(EXTRACTED INFORMATION begins)
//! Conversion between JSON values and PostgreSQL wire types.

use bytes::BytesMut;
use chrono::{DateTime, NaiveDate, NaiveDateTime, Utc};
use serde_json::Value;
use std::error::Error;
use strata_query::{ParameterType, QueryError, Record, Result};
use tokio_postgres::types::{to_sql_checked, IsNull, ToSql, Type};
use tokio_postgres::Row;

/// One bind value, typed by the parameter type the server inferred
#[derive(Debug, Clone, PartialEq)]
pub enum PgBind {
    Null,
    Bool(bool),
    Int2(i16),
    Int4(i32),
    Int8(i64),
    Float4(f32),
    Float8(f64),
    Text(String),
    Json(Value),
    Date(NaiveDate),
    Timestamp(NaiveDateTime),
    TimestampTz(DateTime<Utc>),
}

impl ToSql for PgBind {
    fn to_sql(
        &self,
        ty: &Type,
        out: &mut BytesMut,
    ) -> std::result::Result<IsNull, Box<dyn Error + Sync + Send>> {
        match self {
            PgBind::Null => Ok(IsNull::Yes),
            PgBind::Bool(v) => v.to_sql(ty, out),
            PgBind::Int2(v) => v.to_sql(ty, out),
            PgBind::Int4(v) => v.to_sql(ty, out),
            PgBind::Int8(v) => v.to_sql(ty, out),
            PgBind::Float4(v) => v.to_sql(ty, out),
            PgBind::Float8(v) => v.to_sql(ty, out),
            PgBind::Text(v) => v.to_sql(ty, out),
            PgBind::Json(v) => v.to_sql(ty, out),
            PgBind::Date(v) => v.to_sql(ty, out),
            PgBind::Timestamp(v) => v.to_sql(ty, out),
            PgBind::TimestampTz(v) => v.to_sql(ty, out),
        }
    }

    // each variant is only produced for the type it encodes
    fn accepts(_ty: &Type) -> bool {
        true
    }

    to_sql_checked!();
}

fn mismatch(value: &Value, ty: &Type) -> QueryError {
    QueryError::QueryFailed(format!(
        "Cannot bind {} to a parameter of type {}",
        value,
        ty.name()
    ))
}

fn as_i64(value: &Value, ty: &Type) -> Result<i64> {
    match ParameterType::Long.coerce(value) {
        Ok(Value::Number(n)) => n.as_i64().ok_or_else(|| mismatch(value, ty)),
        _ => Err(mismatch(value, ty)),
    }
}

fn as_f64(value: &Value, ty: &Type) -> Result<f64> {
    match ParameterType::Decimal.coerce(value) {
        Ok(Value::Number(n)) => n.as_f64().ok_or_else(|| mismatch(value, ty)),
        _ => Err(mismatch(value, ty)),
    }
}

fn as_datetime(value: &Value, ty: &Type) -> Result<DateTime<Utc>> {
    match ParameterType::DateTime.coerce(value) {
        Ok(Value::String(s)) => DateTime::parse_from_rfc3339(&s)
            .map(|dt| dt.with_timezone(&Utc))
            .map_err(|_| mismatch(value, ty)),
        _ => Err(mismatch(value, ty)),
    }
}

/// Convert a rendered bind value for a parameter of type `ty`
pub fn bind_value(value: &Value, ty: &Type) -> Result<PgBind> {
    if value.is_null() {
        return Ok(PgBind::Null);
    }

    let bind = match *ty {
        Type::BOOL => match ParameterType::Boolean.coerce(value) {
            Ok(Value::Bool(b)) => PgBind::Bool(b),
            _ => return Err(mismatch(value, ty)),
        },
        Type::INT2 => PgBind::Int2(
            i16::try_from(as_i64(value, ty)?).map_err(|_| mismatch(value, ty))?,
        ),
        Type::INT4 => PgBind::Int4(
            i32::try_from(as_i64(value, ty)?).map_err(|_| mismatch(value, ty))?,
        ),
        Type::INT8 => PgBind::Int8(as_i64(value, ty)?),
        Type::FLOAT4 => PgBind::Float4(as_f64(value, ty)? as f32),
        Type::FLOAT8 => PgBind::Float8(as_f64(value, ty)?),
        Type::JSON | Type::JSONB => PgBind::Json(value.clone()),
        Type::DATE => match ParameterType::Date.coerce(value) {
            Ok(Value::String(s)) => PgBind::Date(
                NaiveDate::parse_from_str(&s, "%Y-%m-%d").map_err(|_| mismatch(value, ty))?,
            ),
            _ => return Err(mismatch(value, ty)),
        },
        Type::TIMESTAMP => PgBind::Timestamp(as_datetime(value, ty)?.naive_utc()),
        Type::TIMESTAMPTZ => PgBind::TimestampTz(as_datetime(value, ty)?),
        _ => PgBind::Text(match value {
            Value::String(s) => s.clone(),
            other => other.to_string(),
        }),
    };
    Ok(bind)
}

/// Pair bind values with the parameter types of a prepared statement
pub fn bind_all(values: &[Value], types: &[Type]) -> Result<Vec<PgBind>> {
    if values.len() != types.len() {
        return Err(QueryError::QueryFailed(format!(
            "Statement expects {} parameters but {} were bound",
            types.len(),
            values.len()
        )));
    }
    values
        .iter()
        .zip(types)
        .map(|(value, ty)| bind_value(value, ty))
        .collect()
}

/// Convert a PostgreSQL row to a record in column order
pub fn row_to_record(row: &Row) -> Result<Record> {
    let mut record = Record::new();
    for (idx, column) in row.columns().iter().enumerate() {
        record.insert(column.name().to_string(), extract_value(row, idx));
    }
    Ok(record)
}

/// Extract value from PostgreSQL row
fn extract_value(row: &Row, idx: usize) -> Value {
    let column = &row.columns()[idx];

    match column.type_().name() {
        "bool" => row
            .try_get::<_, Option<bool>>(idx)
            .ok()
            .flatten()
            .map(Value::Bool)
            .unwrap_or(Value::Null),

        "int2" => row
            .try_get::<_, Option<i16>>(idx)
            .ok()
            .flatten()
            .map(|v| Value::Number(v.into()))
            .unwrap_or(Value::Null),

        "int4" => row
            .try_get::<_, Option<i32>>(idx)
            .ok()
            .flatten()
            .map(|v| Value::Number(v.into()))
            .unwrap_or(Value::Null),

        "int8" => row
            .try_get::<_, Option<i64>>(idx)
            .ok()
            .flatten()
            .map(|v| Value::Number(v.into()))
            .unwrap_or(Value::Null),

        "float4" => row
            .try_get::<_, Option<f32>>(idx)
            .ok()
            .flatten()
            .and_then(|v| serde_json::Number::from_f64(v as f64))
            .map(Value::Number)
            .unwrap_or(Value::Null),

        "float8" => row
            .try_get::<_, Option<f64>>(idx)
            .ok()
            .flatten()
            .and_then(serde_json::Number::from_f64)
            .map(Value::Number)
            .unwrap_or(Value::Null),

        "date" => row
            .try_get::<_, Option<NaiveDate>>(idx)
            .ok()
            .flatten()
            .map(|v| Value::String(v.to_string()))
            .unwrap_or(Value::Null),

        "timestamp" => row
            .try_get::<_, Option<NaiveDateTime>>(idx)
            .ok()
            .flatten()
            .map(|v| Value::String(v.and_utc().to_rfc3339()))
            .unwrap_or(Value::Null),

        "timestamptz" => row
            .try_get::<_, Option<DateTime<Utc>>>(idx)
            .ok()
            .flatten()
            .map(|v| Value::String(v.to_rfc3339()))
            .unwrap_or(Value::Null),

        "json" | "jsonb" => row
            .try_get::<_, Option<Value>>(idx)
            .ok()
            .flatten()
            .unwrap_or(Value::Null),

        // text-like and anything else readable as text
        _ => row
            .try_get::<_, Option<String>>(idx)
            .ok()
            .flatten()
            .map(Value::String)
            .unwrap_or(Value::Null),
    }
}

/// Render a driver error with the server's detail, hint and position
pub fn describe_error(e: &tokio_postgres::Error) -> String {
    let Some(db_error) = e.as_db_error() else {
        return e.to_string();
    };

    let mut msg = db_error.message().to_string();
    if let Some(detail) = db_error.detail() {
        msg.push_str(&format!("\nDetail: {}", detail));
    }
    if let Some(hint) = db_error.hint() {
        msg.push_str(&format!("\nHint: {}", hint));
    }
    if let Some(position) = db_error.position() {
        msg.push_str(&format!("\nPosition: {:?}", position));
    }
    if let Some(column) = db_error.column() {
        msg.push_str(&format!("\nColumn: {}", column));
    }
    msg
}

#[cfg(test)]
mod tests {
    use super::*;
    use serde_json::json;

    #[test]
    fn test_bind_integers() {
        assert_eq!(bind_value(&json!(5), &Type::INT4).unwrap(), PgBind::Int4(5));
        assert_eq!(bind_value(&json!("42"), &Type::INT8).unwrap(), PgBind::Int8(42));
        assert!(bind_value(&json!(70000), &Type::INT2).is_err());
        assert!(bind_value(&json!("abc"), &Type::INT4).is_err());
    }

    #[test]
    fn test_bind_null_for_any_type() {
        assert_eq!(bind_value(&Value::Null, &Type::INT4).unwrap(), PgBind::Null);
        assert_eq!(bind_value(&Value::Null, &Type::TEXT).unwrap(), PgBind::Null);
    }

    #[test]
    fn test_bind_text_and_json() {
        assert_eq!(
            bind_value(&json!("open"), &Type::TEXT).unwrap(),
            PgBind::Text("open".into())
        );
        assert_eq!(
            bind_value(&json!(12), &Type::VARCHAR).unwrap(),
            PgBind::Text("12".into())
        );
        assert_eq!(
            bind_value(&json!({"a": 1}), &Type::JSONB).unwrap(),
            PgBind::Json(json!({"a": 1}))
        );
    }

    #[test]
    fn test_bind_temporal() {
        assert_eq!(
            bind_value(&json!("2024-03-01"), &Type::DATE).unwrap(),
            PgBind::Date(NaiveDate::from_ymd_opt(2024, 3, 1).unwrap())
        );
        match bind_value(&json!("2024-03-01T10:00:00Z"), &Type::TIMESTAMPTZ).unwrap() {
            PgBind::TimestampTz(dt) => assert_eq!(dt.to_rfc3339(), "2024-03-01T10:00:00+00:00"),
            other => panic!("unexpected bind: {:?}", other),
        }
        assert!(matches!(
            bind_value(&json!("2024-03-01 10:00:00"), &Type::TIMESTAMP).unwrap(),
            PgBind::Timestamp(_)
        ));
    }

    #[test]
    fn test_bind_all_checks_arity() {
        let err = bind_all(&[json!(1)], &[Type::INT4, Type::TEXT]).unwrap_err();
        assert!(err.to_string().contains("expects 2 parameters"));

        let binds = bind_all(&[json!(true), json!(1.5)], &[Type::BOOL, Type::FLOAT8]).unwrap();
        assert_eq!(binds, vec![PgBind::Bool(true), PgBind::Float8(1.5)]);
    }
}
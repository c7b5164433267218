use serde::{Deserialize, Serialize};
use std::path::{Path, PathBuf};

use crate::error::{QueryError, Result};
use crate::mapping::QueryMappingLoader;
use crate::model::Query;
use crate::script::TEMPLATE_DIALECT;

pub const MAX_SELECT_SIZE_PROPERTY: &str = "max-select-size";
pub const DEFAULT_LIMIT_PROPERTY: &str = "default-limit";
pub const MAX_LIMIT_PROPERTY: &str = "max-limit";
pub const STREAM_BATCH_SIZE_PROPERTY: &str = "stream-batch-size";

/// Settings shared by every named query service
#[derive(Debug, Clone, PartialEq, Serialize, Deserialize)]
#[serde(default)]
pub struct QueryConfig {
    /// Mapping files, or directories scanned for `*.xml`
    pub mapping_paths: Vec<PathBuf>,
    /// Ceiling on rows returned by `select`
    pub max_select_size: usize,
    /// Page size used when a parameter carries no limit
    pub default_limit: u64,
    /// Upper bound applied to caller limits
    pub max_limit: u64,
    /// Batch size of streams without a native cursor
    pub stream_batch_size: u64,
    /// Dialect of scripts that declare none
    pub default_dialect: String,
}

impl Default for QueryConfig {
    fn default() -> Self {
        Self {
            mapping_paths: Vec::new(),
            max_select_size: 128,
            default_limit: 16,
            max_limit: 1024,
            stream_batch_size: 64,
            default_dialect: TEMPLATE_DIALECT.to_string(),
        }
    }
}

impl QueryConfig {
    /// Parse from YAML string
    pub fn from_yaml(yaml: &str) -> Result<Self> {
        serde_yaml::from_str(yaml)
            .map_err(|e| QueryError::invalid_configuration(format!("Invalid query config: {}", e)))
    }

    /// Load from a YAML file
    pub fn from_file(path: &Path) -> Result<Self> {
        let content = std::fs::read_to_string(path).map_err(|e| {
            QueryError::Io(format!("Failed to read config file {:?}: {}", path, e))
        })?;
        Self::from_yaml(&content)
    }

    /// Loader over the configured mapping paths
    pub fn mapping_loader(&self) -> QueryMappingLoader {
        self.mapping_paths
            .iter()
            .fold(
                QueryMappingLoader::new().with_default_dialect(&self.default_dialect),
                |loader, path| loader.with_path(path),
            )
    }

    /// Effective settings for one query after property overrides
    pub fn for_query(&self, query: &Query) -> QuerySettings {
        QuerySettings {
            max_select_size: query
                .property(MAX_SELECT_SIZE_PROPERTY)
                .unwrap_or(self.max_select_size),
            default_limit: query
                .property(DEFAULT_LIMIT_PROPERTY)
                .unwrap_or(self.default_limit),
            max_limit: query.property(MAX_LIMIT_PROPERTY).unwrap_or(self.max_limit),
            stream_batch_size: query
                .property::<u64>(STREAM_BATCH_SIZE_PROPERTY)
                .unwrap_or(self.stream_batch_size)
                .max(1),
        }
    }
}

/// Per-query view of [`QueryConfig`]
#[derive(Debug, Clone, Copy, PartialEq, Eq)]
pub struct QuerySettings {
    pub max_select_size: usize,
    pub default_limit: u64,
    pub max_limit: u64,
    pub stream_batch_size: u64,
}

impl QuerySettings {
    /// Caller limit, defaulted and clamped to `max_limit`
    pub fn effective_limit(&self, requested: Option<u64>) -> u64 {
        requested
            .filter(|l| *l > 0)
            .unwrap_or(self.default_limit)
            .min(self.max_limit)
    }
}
(EXTRACTED INFORMATION ends)
▸ WORK ORDER
Look over the entries for "requested", then copy every line that includes that string.

▸ SOLVED PROBLEM
    pub fn effective_limit(&self, requested: Option<u64>) -> u64 {
        requested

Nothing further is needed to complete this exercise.